One evening I played the game for at least an hour, and while I blew up a few enemy buggies, I didn’t get to shoot a single dude from a first-person perspective. If only you could shoot at the monsters, I thought wistfully. Now that would be something.

Then, finally, it lets you go and shoot people. With a shotgun, and probably even an assault rifle by now, instead of the useless pop-gun. And it’s, um, well, it’s a bit like Halo if Halo were less imaginitive and less fun.

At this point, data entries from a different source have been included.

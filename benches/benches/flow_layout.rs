// Copyright 2025 the Understory Authors
// SPDX-License-Identifier: Apache-2.0 OR MIT

use criterion::{
    BatchSize, BenchmarkId, Criterion, Throughput, black_box, criterion_group, criterion_main,
};
use understory_flow_layout::{
    FlowLayout, HeadlessHost, Insets, LookBehind, Orientation, Size, Viewport,
};

/// Items with a repeating mix of widths so lines hold a varying number of items.
fn tag_cloud(len: usize) -> HeadlessHost {
    let mut host = HeadlessHost::new(Viewport::new(Size::new(360, 640), Insets::uniform(8)));
    for index in 0..len {
        let width = 40 + (index * 37 % 120) as i32;
        let height = 24 + (index % 3) as i32 * 4;
        host.push_item(Size::new(width, height));
    }
    host
}

fn laid_out(len: usize, look_behind: usize) -> (FlowLayout, HeadlessHost) {
    let mut host = tag_cloud(len);
    let mut layout = FlowLayout::new(Orientation::Vertical);
    layout
        .set_look_behind(look_behind)
        .expect("layout is idle");
    layout.layout_children(&mut host);
    (layout, host)
}

fn bench_full_layout(c: &mut Criterion) {
    let mut group = c.benchmark_group("flow_layout/layout_children");
    for len in [100_usize, 10_000] {
        let (layout, host) = laid_out(len, LookBehind::NONE);
        group.bench_with_input(BenchmarkId::from_parameter(len), &len, |b, _| {
            b.iter_batched(
                || (layout.clone(), host.clone()),
                |(mut layout, mut host)| {
                    layout.layout_children(&mut host);
                    black_box(layout.lines().len());
                },
                BatchSize::SmallInput,
            );
        });
    }
    group.finish();
}

fn bench_scroll(c: &mut Criterion) {
    let mut group = c.benchmark_group("flow_layout/scroll");
    let steps = 200;
    group.throughput(Throughput::Elements(steps as u64 * 2));

    // Scroll down and back up again in fixed steps.
    for (name, look_behind) in [
        ("look_behind_none", LookBehind::NONE),
        ("look_behind_8", 8),
        ("look_behind_exact", LookBehind::EXACT),
    ] {
        let (layout, host) = laid_out(10_000, look_behind);
        group.bench_function(name, |b| {
            b.iter_batched(
                || (layout.clone(), host.clone()),
                |(mut layout, mut host)| {
                    for _ in 0..steps {
                        black_box(layout.scroll_by(48, &mut host));
                    }
                    for _ in 0..steps {
                        black_box(layout.scroll_by(-48, &mut host));
                    }
                },
                BatchSize::SmallInput,
            );
        });
    }
    group.finish();
}

criterion_group!(benches, bench_full_layout, bench_scroll);
criterion_main!(benches);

Doom is often described as a corridor shooter. This is unfair; in Doom, most of the areas are pretty big. They have to be, because you’re constantly running sideways, dodging fireballs and rockets. Some of the areas, like the arena where you fight the Cyberdemon, are positively ginormous. Which is just as well considering a) the Doom marine runs at over forty miles per hour (more when abusing glitches), and b) the Cyberdemon fires a rocket every second or so, so if you couldn’t get out of the way you would be dead in about two seconds. Anyway, combat in Doom is all about movement; running and strafing and getting in with the shotgun and out with some hitpoints. You’re never standing still or hiding.

In RAGE, you move quite slowly. The environments are small, cramped and cluttered with obstacles. The baddies are quite accurate and tend to have instant-hitting, undodgeable weapons. When you get hit, the screen blurs and you can’t see what’s going on, so you have to hide behind something until your health recharges and your vision returns to normal. You can take quite a lot of punishment, but the baddies are veritable bullet-sponges; even a common-or-wasteland bandit’s head can withstand two or three bursts from an assault rifle. This means you’ll wind up sitting behind some scenery, or around a corner, waiting for a baddie to poke something out from behind wherever he’s hiding. Then you shoot him, and he flinches. Repeat until dead. It plays a lot like a cover shooter, but without a cover system.

Another thing Doom did was exploration. Every map was crammed with secrets, and you needed to find the coloured keys to progress. Levels were sprawling mazes. RAGE is… Much more modern in its design. Shooty bits tend to be a more-or-less linear corridor. There’s the occasional secret to find, but random junk (used for crafting), maybe the odd crystal (of yet unexplained use) or ammo stash, doesn’t have the same kick as getting a new gun – in fact, I didn’t find a single gun in the shooty bits, only in shops and from talky-people – and recharging health means you don’t get the relief of finding a nice, big medikit when you’re on 15% hitpoints. Modern shooter design’s a bit rubbish really, isn’t it?

At about this point, five or six hours in, I suddenly wound up with a bagful of guns (and while you can only scroll between four with the mousewheel – thanks, consoles – the number keys let you select any weapon at any time, as is only right and proper in an FPS), and was beginning to accrue a selection of blueprints and components to build things like sentry guns and pet robots, so it looked like the game would start, finally, being its own interesting thing rather than just a pretty but slightly dull and sloggy modern shooter. Unfortunately, that was when my PC popped. So I won’t find out for a while. I do want to go back to it, because I’m sure it’ll get better. It lets you build pet spider-bots, so it has to be great, right?

I know I’ve spent most of this post comparing RAGE to Doom, and it really shouldn’t be fair to compare a modern, cutting-edge game to one developed very nearly twenty years ago. But, well, so far I can’t help but feel that RAGE is a disappointment, and that it’s thrown out most of the things that made Doom instant, accessible, exciting and interesting, while keeping anything interesting of its own hidden away for far too long. If your game forces the player to slog away at rubbish bits for hours before letting them get to the good bit, your game is a bad game. Don’t waste people’s time.

* Doom is a game where almost all of the fun comes from shooting dudes. Difficulties below Ultra-Violence mean there are fewer dudes. This means there is less fun. Why would you do that? It’s stupid. At least until the fourth episode, anyway.